Computer game “Death from Above”: What is allowed on the virtual battlefield?


Tasteless or good? A new computer game in which Russian forces are attacked with drones has sparked debate. DW spoke to experts about the ethical limits of the project.

Scene from the new computer game “Death from Above”

A company from Germany has developed a computer game called Death from Above” (Death from Above) about the war in Ukraine. The drone simulation started on Thursday on the Internet sales platform “Steam” in “Early Access” mode, i.e. still in the development phase.

Even before the game was released, there was a discussion in Western media about the ethical issues arising from the game's development given the ongoing war in Ukraine. Some consider it “tasteless”, while others praise the “satirical approach” and compare the game to the Charlie Chaplin film and the Hitler parody.

“It's a propaganda game,” says Hendrik Lesser, gamer and owner of the Munich indie company “Remote Control Productions”, which brings together more than a dozen smaller PC game companies in six countries.

“We deliberately make a simple game that anyone can play and in which we take a clear stance. To a certain extent, we deal with the subject humorously.”

Developer Hendrik Lesser is the owner of the Munich indie company “Remote Control Productions”

The plot: A player slips into the role of a Ukrainian soldier who steers a drone, bombards Russian war technology and fighters and finally restores the radio connection.

The “Holy Javelina” from the USA

< p>The first version of the game is bilingual – English and Ukrainian. You play a Ukrainian soldier for 90 minutes and drop bombs on Russian tanks marked with the letters “V” and “Z”, but also on those that are called “Russian occupying forces” in the description.

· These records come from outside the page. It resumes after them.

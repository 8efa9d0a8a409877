// Transport configuration for building the client's reqwest::Client.
//
// The Gizwits application id is a fixed header on every endpoint, so it is
// installed once as a default header instead of being added per request.

use std::path::PathBuf;
use std::time::Duration;

use reqwest::header::{HeaderMap, HeaderValue};

use crate::error::Error;

/// Header carrying the vendor application identifier.
pub const APPLICATION_ID_HEADER: &str = "X-Gizwits-Application-Id";

/// Header carrying the user token on authenticated endpoints.
pub const USER_TOKEN_HEADER: &str = "X-Gizwits-User-Token";

/// TLS verification mode.
#[derive(Debug, Clone, Default)]
pub enum TlsMode {
    /// Use the system certificate store.
    #[default]
    System,
    /// Use a custom CA certificate from the given PEM file.
    CustomCa(PathBuf),
    /// Accept any certificate (intercepting proxies, local test rigs).
    DangerAcceptInvalid,
}

/// Transport configuration for building HTTP clients.
#[derive(Debug, Clone)]
pub struct TransportConfig {
    pub tls: TlsMode,
    pub timeout: Duration,
}

impl Default for TransportConfig {
    fn default() -> Self {
        Self {
            tls: TlsMode::System,
            timeout: Duration::from_secs(30),
        }
    }
}

impl TransportConfig {
    /// Build a `reqwest::Client` that sends `application_id` on every request.
    pub fn build_client(&self, application_id: &str) -> Result<reqwest::Client, Error> {
        let mut headers = HeaderMap::new();
        headers.insert(APPLICATION_ID_HEADER, HeaderValue::from_str(application_id)?);

        let mut builder = reqwest::Client::builder()
            .timeout(self.timeout)
            .user_agent(concat!("heatzy-api/", env!("CARGO_PKG_VERSION")))
            .default_headers(headers);

        match &self.tls {
            TlsMode::System => {}
            TlsMode::CustomCa(path) => {
                let cert_pem = std::fs::read(path)
                    .map_err(|e| Error::Tls(format!("failed to read CA cert: {e}")))?;
                let cert = reqwest::Certificate::from_pem(&cert_pem)
                    .map_err(|e| Error::Tls(format!("invalid CA cert: {e}")))?;
                builder = builder.add_root_certificate(cert);
            }
            TlsMode::DangerAcceptInvalid => {
                builder = builder.danger_accept_invalid_certs(true);
            }
        }

        builder
            .build()
            .map_err(|e| Error::Tls(format!("failed to build HTTP client: {e}")))
    }
}
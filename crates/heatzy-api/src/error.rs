use reqwest::StatusCode;
use thiserror::Error;

/// Top-level error type for the `heatzy-api` crate.
///
/// Every endpoint has its own variant carrying the HTTP status the backend
/// answered with, plus the device id for per-device endpoints. Nothing is
/// retried internally; callers decide using [`Error::is_transient`] and
/// friends.
#[derive(Debug, Error)]
pub enum Error {
    // ── Authentication ──────────────────────────────────────────────
    /// `/login` answered with a non-200 status.
    #[error("Authentication failed (HTTP {status})")]
    Authentication { status: u16 },

    /// `/login` succeeded but the payload carried no usable token.
    #[error("Authentication succeeded but no token was returned")]
    TokenUnavailable,

    // ── Devices ─────────────────────────────────────────────────────
    /// `/bindings` answered with a non-200 status.
    #[error("Devices not retrieved (HTTP {status})")]
    DeviceList { status: u16 },

    /// `/devices/{id}` answered with a non-200 status.
    #[error("Device {device_id} not retrieved (HTTP {status})")]
    DeviceFetch { status: u16, device_id: String },

    /// `/devdata/{id}/latest` answered with a non-200 status.
    #[error("Device data for {device_id} not retrieved (HTTP {status})")]
    DeviceData { status: u16, device_id: String },

    /// `/control/{id}` answered with a non-200 status.
    #[error("Control of device {device_id} failed (HTTP {status})")]
    Control { status: u16, device_id: String },

    /// A device summary without a `did` field cannot be merged with telemetry.
    #[error("Device summary has no `did` field")]
    MissingDeviceId,

    // ── Transport ───────────────────────────────────────────────────
    /// HTTP transport error (connection refused, DNS failure, timeout, etc.)
    #[error("HTTP transport error: {0}")]
    Transport(#[from] reqwest::Error),

    /// URL parsing error.
    #[error("Invalid URL: {0}")]
    InvalidUrl(#[from] url::ParseError),

    /// A header value (application id, token) contains bytes HTTP forbids.
    #[error("Invalid header value: {0}")]
    InvalidHeader(#[from] reqwest::header::InvalidHeaderValue),

    /// TLS setup or certificate error.
    #[error("TLS error: {0}")]
    Tls(String),

    // ── Data ────────────────────────────────────────────────────────
    /// JSON deserialization failed, with the raw body for debugging.
    #[error("Deserialization error: {message}")]
    Deserialization { message: String, body: String },
}

impl Error {
    /// The HTTP status attached to this error, if the backend answered at all.
    pub fn status(&self) -> Option<u16> {
        match self {
            Self::Authentication { status }
            | Self::DeviceList { status }
            | Self::DeviceFetch { status, .. }
            | Self::DeviceData { status, .. }
            | Self::Control { status, .. } => Some(*status),
            Self::Transport(e) => e.status().map(|s| s.as_u16()),
            _ => None,
        }
    }

    /// The device id this error refers to, for per-device endpoints.
    pub fn device_id(&self) -> Option<&str> {
        match self {
            Self::DeviceFetch { device_id, .. }
            | Self::DeviceData { device_id, .. }
            | Self::Control { device_id, .. } => Some(device_id.as_str()),
            _ => None,
        }
    }

    /// Returns `true` if the credentials or token were rejected.
    pub fn is_auth_expired(&self) -> bool {
        if matches!(self, Self::TokenUnavailable) {
            return true;
        }
        matches!(
            self.status().map(StatusCode::from_u16),
            Some(Ok(StatusCode::UNAUTHORIZED | StatusCode::FORBIDDEN))
        )
    }

    /// Returns `true` if this is a "not found" error.
    pub fn is_not_found(&self) -> bool {
        self.status() == Some(StatusCode::NOT_FOUND.as_u16())
    }

    /// Returns `true` if this is a transient error worth retrying.
    pub fn is_transient(&self) -> bool {
        match self {
            Self::Transport(e) => e.is_timeout() || e.is_connect(),
            _ => self.status().is_some_and(|s| (500..600).contains(&s)),
        }
    }
}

The action takes place in fictional locations. The game is peppered with Ukrainian symbols: there is a field of sunflowers, and the drone leaves a trail in the colors of the national flag.      

There's also a lot of what Lesser calls “humor,” like a “Holy Javelina” meme (that's how the revered US anti-tank weapon Javelin is called in Ukraine – ed.), or a wanted poster for the International Criminal Court with the image of Russian President Vladimir Putin.

The developer sees his game as part of the so-called Nafo tradition, a pro-Ukrainian internet community that fights Russian propaganda and is known for its memes.  The acronym stands for “North Atlantic Fellas Organization” and is a loose coalition of thousands of internet users who take to Twitter to fight Russian disinformation campaigns. Her distinguishing mark is a drawn dog.

Donations to Ukrainian Army

Ukrainians contributed to the game, design and music. The best-known performer is the band “Antytila” (Antibodies), whose war songs, such as “Fortress Bakhmut”, are very popular in Ukraine. In May 2022, the band performed in the Kiev metro with Irish rock legend U2.

The Irish singer Bono and the Ukrainian soldier and singer Taras Topolja from the band “Antytila” at a joint performance in a subway station in Kiev in May 2022

For the computer game “Antytila” wrote the Song “My Falcon” – the name of the game in the Ukrainian version. Singer Taras Topolja told DW that they quickly decided to take part. The most important thing is that the game generates donations for the Ukrainian army.

The developer promises to donate an initial 30 percent and after the break-even point 70 percent of the profits to two Ukrainian initiatives that provide “non-offensive assistance” to the Ukrainian army. It's about the Ukrainian foundation “Come back alive” and the project “Army of Drones”.

He was assured that the money could be used to buy reconnaissance drones, but not attack drones, says Lesser admits, “I can't be sure.”

“Part of the information war”?

It was “perhaps a bit tasteless to depict an ongoing war in a relatively trivial game,” says Benjamin Strobel, a psychologist from Kiel and an expert on a computer games project, in an interview with DW. In addition, one could accuse Death from Above of mixing “political activism” with “economic interests”.

Strobel commends the developers for their open commitment to promoting pro-Ukrainian propaganda and sees the game as a “part of the information war”. “As a society, we have to answer the question of whether we want to be part of this information war,” says the psychologist.

Russian tanks in the computer game “Death from Above”

“If the game reflects the situation on the battlefield, where the military are fighting against the military,” that's justifiable,” says Diana Dutsyk, head of the Ukrainian Institute for Media and Communication, and member of the Commission for Journalistic Ethics. 

However, she would be bothered “if the game provoked ethnic violence against civilians”, such as calls on Russian television to “kill Ukrainians”.

Raise money for drones

Singer Taras Topolja from “Antytila” believes that the ethics discussion is something for western experts. He and his bandmates fought in territorial defense in the first months of the war.

“In our battalion, 45 children remained without fathers. These are our comrades who were killed in the war”, he says. Topolya is sure that the game would “inspire people to donate to drones” and maybe motivate some to “join the army and learn aerial reconnaissance”.

Gamer Lesser wants after the release of the first version  develop the game further so that you can also play with two people. His main motive is the desire to “strike back”, but not on a real but on a virtual battlefield.